*** Material provided ***

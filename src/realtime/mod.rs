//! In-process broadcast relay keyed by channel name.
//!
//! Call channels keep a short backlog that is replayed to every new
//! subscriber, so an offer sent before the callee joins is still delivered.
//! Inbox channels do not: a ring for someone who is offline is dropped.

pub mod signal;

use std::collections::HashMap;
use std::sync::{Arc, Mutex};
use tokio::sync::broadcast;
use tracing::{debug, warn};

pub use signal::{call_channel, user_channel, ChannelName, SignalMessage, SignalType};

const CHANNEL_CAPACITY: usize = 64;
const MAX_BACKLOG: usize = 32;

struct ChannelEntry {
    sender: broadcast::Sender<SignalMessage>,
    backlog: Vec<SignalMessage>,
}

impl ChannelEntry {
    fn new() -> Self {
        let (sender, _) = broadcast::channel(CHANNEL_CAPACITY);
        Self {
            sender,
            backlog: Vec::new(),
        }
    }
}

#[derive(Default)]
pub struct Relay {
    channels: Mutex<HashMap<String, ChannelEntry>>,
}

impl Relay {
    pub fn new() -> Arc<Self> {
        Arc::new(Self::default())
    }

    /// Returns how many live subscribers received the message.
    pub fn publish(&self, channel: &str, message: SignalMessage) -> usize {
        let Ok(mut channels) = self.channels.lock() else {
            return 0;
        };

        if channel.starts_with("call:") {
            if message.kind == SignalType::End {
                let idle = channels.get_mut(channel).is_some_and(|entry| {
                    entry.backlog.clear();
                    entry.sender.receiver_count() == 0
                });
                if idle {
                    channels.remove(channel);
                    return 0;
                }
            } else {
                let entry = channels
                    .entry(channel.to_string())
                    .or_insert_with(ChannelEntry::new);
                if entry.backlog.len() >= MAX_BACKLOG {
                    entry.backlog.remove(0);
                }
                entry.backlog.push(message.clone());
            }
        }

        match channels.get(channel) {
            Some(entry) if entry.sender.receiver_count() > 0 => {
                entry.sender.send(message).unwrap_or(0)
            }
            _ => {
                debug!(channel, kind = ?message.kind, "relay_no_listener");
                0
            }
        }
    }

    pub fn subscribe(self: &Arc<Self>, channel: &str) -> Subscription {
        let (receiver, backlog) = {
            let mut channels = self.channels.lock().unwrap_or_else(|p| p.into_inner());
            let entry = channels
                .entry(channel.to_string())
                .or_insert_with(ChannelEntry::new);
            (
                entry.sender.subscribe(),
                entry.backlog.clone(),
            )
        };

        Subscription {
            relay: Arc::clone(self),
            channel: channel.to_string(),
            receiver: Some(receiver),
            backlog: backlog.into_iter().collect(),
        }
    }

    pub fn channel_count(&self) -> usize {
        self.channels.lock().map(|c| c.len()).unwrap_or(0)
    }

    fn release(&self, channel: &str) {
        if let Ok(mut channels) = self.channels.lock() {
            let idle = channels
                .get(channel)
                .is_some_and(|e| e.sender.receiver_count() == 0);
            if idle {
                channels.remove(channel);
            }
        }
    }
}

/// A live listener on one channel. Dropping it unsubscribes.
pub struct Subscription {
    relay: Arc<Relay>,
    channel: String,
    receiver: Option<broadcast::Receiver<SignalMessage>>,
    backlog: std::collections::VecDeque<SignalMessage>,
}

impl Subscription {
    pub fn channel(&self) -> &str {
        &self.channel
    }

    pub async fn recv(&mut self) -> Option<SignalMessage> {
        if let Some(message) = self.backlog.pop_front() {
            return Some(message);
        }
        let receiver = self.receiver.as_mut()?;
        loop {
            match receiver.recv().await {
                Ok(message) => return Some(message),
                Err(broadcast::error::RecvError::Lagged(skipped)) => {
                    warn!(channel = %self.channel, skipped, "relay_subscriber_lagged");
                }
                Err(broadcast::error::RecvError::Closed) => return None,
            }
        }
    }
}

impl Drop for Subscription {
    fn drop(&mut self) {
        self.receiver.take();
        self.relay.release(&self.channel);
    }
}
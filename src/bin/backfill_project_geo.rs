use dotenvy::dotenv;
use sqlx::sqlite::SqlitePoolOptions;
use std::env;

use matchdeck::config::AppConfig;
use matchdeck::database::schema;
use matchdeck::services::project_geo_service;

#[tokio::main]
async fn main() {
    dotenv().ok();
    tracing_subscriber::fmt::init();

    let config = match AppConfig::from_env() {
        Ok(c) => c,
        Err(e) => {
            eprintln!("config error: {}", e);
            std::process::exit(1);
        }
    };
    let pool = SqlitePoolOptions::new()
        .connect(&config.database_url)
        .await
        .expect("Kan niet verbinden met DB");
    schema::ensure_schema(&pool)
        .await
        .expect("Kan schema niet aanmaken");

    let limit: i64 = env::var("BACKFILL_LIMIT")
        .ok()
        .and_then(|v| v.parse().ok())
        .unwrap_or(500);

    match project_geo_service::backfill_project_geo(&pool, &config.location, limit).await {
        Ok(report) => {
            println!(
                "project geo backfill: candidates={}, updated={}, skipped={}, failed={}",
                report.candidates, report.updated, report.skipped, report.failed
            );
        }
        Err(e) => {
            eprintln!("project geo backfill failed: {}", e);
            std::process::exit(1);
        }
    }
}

*** End of Material provided ***
*** Material provided ***

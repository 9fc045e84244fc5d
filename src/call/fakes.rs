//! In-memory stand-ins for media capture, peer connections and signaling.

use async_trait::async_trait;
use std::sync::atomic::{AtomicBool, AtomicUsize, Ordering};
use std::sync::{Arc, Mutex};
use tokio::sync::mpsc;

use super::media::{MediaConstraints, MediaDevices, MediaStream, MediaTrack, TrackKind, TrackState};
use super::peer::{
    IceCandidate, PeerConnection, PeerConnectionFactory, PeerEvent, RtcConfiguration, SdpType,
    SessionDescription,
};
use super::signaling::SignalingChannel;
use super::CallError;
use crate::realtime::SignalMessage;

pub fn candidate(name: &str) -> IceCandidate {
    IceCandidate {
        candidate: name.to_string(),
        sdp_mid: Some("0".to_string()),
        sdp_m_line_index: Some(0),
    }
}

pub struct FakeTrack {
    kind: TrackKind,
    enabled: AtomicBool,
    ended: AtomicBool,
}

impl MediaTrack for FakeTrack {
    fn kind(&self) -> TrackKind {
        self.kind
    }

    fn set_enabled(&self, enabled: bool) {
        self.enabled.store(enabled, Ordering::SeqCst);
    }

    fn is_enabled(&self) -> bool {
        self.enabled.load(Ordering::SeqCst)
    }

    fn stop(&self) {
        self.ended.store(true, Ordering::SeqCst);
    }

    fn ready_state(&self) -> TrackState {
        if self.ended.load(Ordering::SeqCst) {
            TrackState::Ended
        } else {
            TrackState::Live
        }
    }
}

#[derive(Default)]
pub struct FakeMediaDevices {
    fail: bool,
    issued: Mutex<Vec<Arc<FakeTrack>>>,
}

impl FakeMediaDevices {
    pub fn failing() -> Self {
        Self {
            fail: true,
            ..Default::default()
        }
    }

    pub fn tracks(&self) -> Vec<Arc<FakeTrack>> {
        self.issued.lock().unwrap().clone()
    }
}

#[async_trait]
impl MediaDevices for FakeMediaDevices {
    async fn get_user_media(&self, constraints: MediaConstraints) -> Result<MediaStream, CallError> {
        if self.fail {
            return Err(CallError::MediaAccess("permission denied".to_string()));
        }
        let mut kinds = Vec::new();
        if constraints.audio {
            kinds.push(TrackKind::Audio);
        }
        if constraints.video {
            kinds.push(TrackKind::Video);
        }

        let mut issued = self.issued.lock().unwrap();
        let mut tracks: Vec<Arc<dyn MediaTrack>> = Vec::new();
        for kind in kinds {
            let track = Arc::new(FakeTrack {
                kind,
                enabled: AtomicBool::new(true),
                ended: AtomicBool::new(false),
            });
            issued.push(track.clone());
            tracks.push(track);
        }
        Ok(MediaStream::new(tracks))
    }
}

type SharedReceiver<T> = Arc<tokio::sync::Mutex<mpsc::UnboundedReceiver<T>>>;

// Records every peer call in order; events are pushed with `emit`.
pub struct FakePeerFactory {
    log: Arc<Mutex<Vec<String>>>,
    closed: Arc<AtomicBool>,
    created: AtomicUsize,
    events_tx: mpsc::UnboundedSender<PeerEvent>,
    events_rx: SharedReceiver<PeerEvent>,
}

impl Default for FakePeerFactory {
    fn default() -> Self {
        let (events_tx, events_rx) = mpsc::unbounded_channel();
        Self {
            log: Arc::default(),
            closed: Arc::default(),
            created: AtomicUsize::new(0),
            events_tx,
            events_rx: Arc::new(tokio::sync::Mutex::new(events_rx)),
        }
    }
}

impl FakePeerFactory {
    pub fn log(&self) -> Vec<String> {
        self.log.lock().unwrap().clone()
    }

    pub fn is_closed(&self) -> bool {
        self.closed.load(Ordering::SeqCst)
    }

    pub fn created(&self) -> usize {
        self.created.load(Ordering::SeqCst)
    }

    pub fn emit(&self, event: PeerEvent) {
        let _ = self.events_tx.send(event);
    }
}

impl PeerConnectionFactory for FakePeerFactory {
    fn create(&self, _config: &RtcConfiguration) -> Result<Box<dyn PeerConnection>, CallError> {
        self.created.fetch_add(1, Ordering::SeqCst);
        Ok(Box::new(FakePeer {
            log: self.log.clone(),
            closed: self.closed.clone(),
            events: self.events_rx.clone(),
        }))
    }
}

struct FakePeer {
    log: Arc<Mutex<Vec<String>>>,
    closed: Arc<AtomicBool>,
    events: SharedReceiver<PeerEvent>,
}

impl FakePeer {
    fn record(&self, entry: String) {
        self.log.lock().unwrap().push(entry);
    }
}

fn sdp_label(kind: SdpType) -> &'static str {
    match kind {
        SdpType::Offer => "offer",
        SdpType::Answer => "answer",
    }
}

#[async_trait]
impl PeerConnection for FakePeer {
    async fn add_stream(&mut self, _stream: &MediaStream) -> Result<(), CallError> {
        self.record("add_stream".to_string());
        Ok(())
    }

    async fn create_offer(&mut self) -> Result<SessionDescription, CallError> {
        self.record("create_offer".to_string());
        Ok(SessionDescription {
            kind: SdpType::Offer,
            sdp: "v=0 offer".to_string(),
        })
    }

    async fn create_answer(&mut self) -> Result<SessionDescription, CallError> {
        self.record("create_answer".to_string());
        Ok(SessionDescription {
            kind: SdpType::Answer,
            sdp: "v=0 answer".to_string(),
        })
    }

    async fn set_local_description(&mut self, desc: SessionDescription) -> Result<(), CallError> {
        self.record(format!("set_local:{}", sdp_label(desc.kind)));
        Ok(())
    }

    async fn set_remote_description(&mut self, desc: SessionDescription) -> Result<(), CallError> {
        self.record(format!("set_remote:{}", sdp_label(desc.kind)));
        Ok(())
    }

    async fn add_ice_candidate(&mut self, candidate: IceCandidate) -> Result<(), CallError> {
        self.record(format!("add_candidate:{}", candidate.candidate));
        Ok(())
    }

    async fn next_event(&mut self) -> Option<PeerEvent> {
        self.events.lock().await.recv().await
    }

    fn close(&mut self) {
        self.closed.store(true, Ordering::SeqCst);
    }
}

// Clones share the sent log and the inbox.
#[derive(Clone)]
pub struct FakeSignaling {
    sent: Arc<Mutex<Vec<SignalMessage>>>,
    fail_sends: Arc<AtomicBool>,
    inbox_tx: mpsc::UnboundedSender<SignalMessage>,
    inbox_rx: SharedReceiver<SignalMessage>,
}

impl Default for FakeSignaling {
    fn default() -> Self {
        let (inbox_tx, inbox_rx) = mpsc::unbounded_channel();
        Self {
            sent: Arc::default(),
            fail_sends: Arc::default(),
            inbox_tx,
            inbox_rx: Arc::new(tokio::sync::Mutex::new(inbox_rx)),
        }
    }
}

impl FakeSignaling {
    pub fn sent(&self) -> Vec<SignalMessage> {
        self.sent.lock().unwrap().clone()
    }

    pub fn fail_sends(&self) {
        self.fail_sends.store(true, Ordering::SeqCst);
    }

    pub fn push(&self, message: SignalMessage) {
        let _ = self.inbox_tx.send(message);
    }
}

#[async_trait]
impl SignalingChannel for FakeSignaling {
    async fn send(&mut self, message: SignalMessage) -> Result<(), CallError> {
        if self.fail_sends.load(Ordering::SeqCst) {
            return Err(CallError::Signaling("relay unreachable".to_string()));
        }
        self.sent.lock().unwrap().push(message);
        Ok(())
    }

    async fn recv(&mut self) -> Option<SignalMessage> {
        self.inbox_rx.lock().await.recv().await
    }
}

*** End of Material provided ***

What is needed | In the records above, find each line with the word "realtime" and copy it.

Answer to this problem |
filename src/realtime/mod.rs
use crate::realtime::SignalMessage;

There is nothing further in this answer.